CAMDEN—With the human population pretty much on target to destroy the natural world and wipe out a million species by the next century with its waste, over-consumption and alteration of 75% of the globe’s land and 66% of its marine environments, it’s time to listen to what the kids have to say.
Toren Lee, nine, a student Camden Rockport Elementary School, wrote a persuasive essay for school titled “The Environment Has Feelings, Too.”
Proposing an incremental change in the way the school uses plastic cutlery, Lee and his fellow students, are mini activists in the school’s after-school program, ChangeMakers, which is taking donations of silverware to replace the cafeteria’s plastic cutlery.
Toren said it bothered him to see all of the plastic straws, and single-use plastic dumped into the trash each day.
“I just feel like it’s bad for the environment, and it’s going hurt a lot of sea animals,” Toren said, admitting he was bothered by a recent news article earlier this spring about a whale found dead in the Philippines with 88 pounds of plastic in its stomach.
He’s right to be alarmed.
A report written by the Intergovernmental Science-Policy Platform on Biodiversity and Ecosystem Services (IPBES), a UN committee with 145 experts from 50 countries, illustrates that more than a third of all marine mammals are at risk of extinction due in part, to the massive amount of plastics that end up in the ocean.
“Of all of the plastic in the world, only nine percent is recycled,12 percent is incinerated, and the rest of it is either thrown away in landfills, or the ocean,” said Toren, firing off an impressive amount of retained statistics.
ChangeMakers estimated that 600 pieces of plastic utensils are used at their school for lunch each day, costing the school about $1,000 per year.
Meanwhile, Toren, who comes from a sewing family, created a canvas pack that can carry cutlery from to and from home.
“I tried to figure out a way to stop using plastic utensils, so we made these utensil bags,” he said.

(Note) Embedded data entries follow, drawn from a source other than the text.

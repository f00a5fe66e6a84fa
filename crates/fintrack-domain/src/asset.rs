use std::fmt;

use rust_decimal::Decimal;
use serde::{Deserialize, Serialize};

use crate::common::*;
use crate::validation::{require_amount, require_text, CollectionKind, Validate, ValidationError};

/// Something owned that counts toward net worth.
#[derive(Debug, Clone, Serialize, Deserialize, PartialEq, Eq)]
pub struct Asset {
    pub id: String,
    pub name: String,
    pub value: Decimal,
    #[serde(rename = "type")]
    pub kind: AssetKind,
}

impl Asset {
    pub fn new(name: impl Into<String>, value: Decimal, kind: AssetKind) -> Self {
        Self {
            id: new_record_id(),
            name: name.into(),
            value,
            kind,
        }
    }

    pub fn with_id(mut self, id: impl Into<String>) -> Self {
        self.id = id.into();
        self
    }
}

/// Supported asset types. The type never weights the value.
#[derive(Debug, Clone, Copy, Serialize, Deserialize, PartialEq, Eq, Hash, Default)]
#[serde(rename_all = "snake_case")]
pub enum AssetKind {
    #[default]
    Cash,
    Investment,
    Property,
    Vehicle,
    Other,
}

impl AssetKind {
    pub const ALL: [AssetKind; 5] = [
        AssetKind::Cash,
        AssetKind::Investment,
        AssetKind::Property,
        AssetKind::Vehicle,
        AssetKind::Other,
    ];
}

impl fmt::Display for AssetKind {
    fn fmt(&self, f: &mut fmt::Formatter<'_>) -> fmt::Result {
        let label = match self {
            AssetKind::Cash => "Cash",
            AssetKind::Investment => "Investment",
            AssetKind::Property => "Property",
            AssetKind::Vehicle => "Vehicle",
            AssetKind::Other => "Other",
        };
        f.write_str(label)
    }
}

impl Identifiable for Asset {
    fn id(&self) -> &str {
        &self.id
    }
}

impl NamedEntity for Asset {
    fn name(&self) -> &str {
        &self.name
    }
}

impl Amounted for Asset {
    fn amount(&self) -> Decimal {
        self.value
    }
}

impl Validate for Asset {
    fn validate(&self) -> Result<(), ValidationError> {
        let collection = CollectionKind::Assets;
        require_text(collection, "id", &self.id)?;
        require_text(collection, "name", &self.name)?;
        require_amount(collection, "value", self.value)
    }
}
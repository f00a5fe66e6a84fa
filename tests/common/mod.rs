#![allow(dead_code)]

use chrono::{DateTime, NaiveDate, TimeZone, Utc};
use fintrack::{fintrack_config::Config, AppContext};
use fintrack_core::FixedClock;
use fintrack_domain::{EntryKind, Transaction};
use rust_decimal::Decimal;

/// Instant every test session reports as "now".
pub fn test_now() -> DateTime<Utc> {
    Utc.with_ymd_and_hms(2025, 3, 14, 15, 9, 26).unwrap()
}

pub fn start_of_year() -> NaiveDate {
    NaiveDate::from_ymd_opt(2025, 1, 1).unwrap()
}

/// Creates an isolated context with default preferences and a frozen clock.
pub fn setup_context() -> AppContext {
    AppContext::with_clock(Config::default(), Box::new(FixedClock(test_now())))
}

pub fn transaction(kind: EntryKind, amount: Decimal, category: &str) -> Transaction {
    Transaction::new(kind, amount, category, test_now())
}
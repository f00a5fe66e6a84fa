//! Append-only store holding the four record collections of a session.

use chrono::{DateTime, Utc};
use serde::Serialize;

use crate::{
    asset::Asset,
    common::Identifiable,
    liability::Liability,
    recurring::RecurringTransaction,
    transaction::Transaction,
    validation::{CollectionKind, Validate, ValidationError},
};

/// A record tagged with the collection it belongs to.
#[derive(Debug, Clone, PartialEq, Eq)]
pub enum LedgerRecord {
    Transaction(Transaction),
    Recurring(RecurringTransaction),
    Asset(Asset),
    Liability(Liability),
}

impl LedgerRecord {
    pub fn collection(&self) -> CollectionKind {
        match self {
            LedgerRecord::Transaction(_) => CollectionKind::Transactions,
            LedgerRecord::Recurring(_) => CollectionKind::RecurringTransactions,
            LedgerRecord::Asset(_) => CollectionKind::Assets,
            LedgerRecord::Liability(_) => CollectionKind::Liabilities,
        }
    }

    pub fn id(&self) -> &str {
        match self {
            LedgerRecord::Transaction(record) => record.id(),
            LedgerRecord::Recurring(record) => record.id(),
            LedgerRecord::Asset(record) => record.id(),
            LedgerRecord::Liability(record) => record.id(),
        }
    }
}

impl From<Transaction> for LedgerRecord {
    fn from(record: Transaction) -> Self {
        LedgerRecord::Transaction(record)
    }
}

impl From<RecurringTransaction> for LedgerRecord {
    fn from(record: RecurringTransaction) -> Self {
        LedgerRecord::Recurring(record)
    }
}

impl From<Asset> for LedgerRecord {
    fn from(record: Asset) -> Self {
        LedgerRecord::Asset(record)
    }
}

impl From<Liability> for LedgerRecord {
    fn from(record: Liability) -> Self {
        LedgerRecord::Liability(record)
    }
}

/// In-memory ledger. Collections only grow; insertion order is preserved.
///
/// Records are never linked to each other, so each collection validates
/// identifiers independently.
#[derive(Debug, Clone, Serialize)]
pub struct Ledger {
    transactions: Vec<Transaction>,
    recurring_transactions: Vec<RecurringTransaction>,
    assets: Vec<Asset>,
    liabilities: Vec<Liability>,
    pub created_at: DateTime<Utc>,
    pub updated_at: DateTime<Utc>,
}

impl Default for Ledger {
    fn default() -> Self {
        Self::new()
    }
}

impl Ledger {
    pub fn new() -> Self {
        let now = Utc::now();
        Self {
            transactions: Vec::new(),
            recurring_transactions: Vec::new(),
            assets: Vec::new(),
            liabilities: Vec::new(),
            created_at: now,
            updated_at: now,
        }
    }

    /// Appends `record` to its collection, returning the collection it landed in.
    pub fn append(&mut self, record: LedgerRecord) -> Result<CollectionKind, ValidationError> {
        let collection = record.collection();
        match record {
            LedgerRecord::Transaction(record) => self.append_transaction(record)?,
            LedgerRecord::Recurring(record) => self.append_recurring(record)?,
            LedgerRecord::Asset(record) => self.append_asset(record)?,
            LedgerRecord::Liability(record) => self.append_liability(record)?,
        }
        Ok(collection)
    }

    pub fn append_transaction(&mut self, record: Transaction) -> Result<(), ValidationError> {
        push_validated(
            &mut self.transactions,
            CollectionKind::Transactions,
            record,
        )?;
        self.touch();
        Ok(())
    }

    pub fn append_recurring(
        &mut self,
        record: RecurringTransaction,
    ) -> Result<(), ValidationError> {
        push_validated(
            &mut self.recurring_transactions,
            CollectionKind::RecurringTransactions,
            record,
        )?;
        self.touch();
        Ok(())
    }

    pub fn append_asset(&mut self, record: Asset) -> Result<(), ValidationError> {
        push_validated(&mut self.assets, CollectionKind::Assets, record)?;
        self.touch();
        Ok(())
    }

    pub fn append_liability(&mut self, record: Liability) -> Result<(), ValidationError> {
        push_validated(&mut self.liabilities, CollectionKind::Liabilities, record)?;
        self.touch();
        Ok(())
    }

    pub fn transactions(&self) -> &[Transaction] {
        &self.transactions
    }

    pub fn recurring_transactions(&self) -> &[RecurringTransaction] {
        &self.recurring_transactions
    }

    pub fn assets(&self) -> &[Asset] {
        &self.assets
    }

    pub fn liabilities(&self) -> &[Liability] {
        &self.liabilities
    }

    pub fn len(&self, collection: CollectionKind) -> usize {
        match collection {
            CollectionKind::Transactions => self.transactions.len(),
            CollectionKind::RecurringTransactions => self.recurring_transactions.len(),
            CollectionKind::Assets => self.assets.len(),
            CollectionKind::Liabilities => self.liabilities.len(),
        }
    }

    /// Returns `true` when all four collections are empty.
    pub fn is_empty(&self) -> bool {
        self.transactions.is_empty()
            && self.recurring_transactions.is_empty()
            && self.assets.is_empty()
            && self.liabilities.is_empty()
    }

    pub fn contains_id(&self, collection: CollectionKind, id: &str) -> bool {
        match collection {
            CollectionKind::Transactions => has_id(&self.transactions, id),
            CollectionKind::RecurringTransactions => has_id(&self.recurring_transactions, id),
            CollectionKind::Assets => has_id(&self.assets, id),
            CollectionKind::Liabilities => has_id(&self.liabilities, id),
        }
    }

    fn touch(&mut self) {
        self.updated_at = Utc::now();
    }
}

fn has_id<T: Identifiable>(records: &[T], id: &str) -> bool {
    records.iter().any(|record| record.id() == id)
}

fn push_validated<T: Validate + Identifiable>(
    records: &mut Vec<T>,
    collection: CollectionKind,
    record: T,
) -> Result<(), ValidationError> {
    record.validate()?;
    if has_id(records.as_slice(), record.id()) {
        return Err(ValidationError::DuplicateId {
            collection,
            id: record.id().to_string(),
        });
    }
    records.push(record);
    Ok(())
}

#[cfg(test)]
mod tests {
    use super::*;
    use crate::{AssetKind, EntryKind, LiabilityKind, RecurrenceInterval};
    use chrono::{NaiveDate, TimeZone};
    use rust_decimal_macros::dec;

    fn expense(id: &str) -> Transaction {
        let date = Utc.with_ymd_and_hms(2024, 5, 1, 9, 30, 0).unwrap();
        Transaction::new(EntryKind::Expense, dec!(10), "Food", date).with_id(id)
    }

    #[test]
    fn new_ledger_is_empty() {
        let ledger = Ledger::new();
        assert!(ledger.is_empty());
        assert_eq!(ledger.len(CollectionKind::Assets), 0);
    }

    #[test]
    fn append_preserves_insertion_order() {
        let mut ledger = Ledger::new();
        for id in ["b", "a", "c"] {
            ledger.append_transaction(expense(id)).unwrap();
        }
        let ids: Vec<&str> = ledger.transactions().iter().map(|t| t.id.as_str()).collect();
        assert_eq!(ids, vec!["b", "a", "c"]);
    }

    #[test]
    fn duplicate_id_is_rejected_without_growth() {
        let mut ledger = Ledger::new();
        ledger.append_transaction(expense("t-1")).unwrap();
        let err = ledger.append_transaction(expense("t-1")).unwrap_err();
        assert_eq!(
            err,
            ValidationError::DuplicateId {
                collection: CollectionKind::Transactions,
                id: "t-1".into(),
            }
        );
        assert_eq!(ledger.len(CollectionKind::Transactions), 1);
    }

    #[test]
    fn ids_are_scoped_per_collection() {
        let mut ledger = Ledger::new();
        ledger.append_transaction(expense("shared")).unwrap();
        ledger
            .append_asset(Asset::new("Checking", dec!(500), AssetKind::Cash).with_id("shared"))
            .unwrap();
        assert!(ledger.contains_id(CollectionKind::Assets, "shared"));
        assert!(!ledger.contains_id(CollectionKind::Liabilities, "shared"));
    }

    #[test]
    fn append_routes_records_by_kind() {
        let mut ledger = Ledger::new();
        let start = NaiveDate::from_ymd_opt(2024, 1, 1).unwrap();
        let rule = RecurringTransaction::new(
            EntryKind::Income,
            dec!(3000),
            "Salary",
            RecurrenceInterval::Monthly,
            start,
        );
        let card = Liability::new("Visa", dec!(250), LiabilityKind::CreditCard);

        assert_eq!(
            ledger.append(rule.into()).unwrap(),
            CollectionKind::RecurringTransactions
        );
        assert_eq!(ledger.append(card.into()).unwrap(), CollectionKind::Liabilities);
        assert_eq!(ledger.recurring_transactions().len(), 1);
        assert_eq!(ledger.liabilities().len(), 1);
        assert!(ledger.transactions().is_empty());
    }

    #[test]
    fn oversized_amount_is_rejected() {
        let mut ledger = Ledger::new();
        let mut txn = expense("huge");
        txn.amount = rust_decimal::Decimal::MAX;
        assert!(matches!(
            ledger.append_transaction(txn),
            Err(ValidationError::AmountTooLarge { field: "amount", .. })
        ));
        assert!(ledger.is_empty());
    }

    #[test]
    fn invalid_record_leaves_ledger_untouched() {
        let mut ledger = Ledger::new();
        let before = ledger.updated_at;
        let err = ledger
            .append_asset(Asset::new("", dec!(1), AssetKind::Other))
            .unwrap_err();
        assert!(matches!(err, ValidationError::MissingField { field: "name", .. }));
        assert!(ledger.is_empty());
        assert_eq!(ledger.updated_at, before);
    }
}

While he came up with the concept, his father sewed them, adding a logo to the pack to personalize it. He has made several for sale, as well.
While Toren and his classmates have no control over adult consumption, such as shopping with plastic bags, they do have control over a simple thing: that with which they choose to eat their lunch.
Toren said he did the math at ChangeMakers and it will take about $1,500 to upgrade the school’s kitchen to clean all the silverware as well as procure enough, adding that the donation page, started by educator Katie Urey, was getting closer to their goal.
“We’re going to do posters and then make an iMovie about it,” he said.
The money will also be used to put a large magnet in the cafeteria’s trash bin, so that accidentally thrown out utensils can be saved.
Meanwhile, Toren isn’t just jumping on some environmental bandwagon; he’s truly disciplined to make these incremental changes himself and every day, remembers to bring his silverware home and often washes it himself before returning it to the pack for the next day.
To make this daily change is easy enough for anybody—and it doesn’t have to be the “good” silverware from home. Places like GoodWill sell used silverware and Job Lots in Belfast and Rockland have bins of new cutlery one can buy by the piece.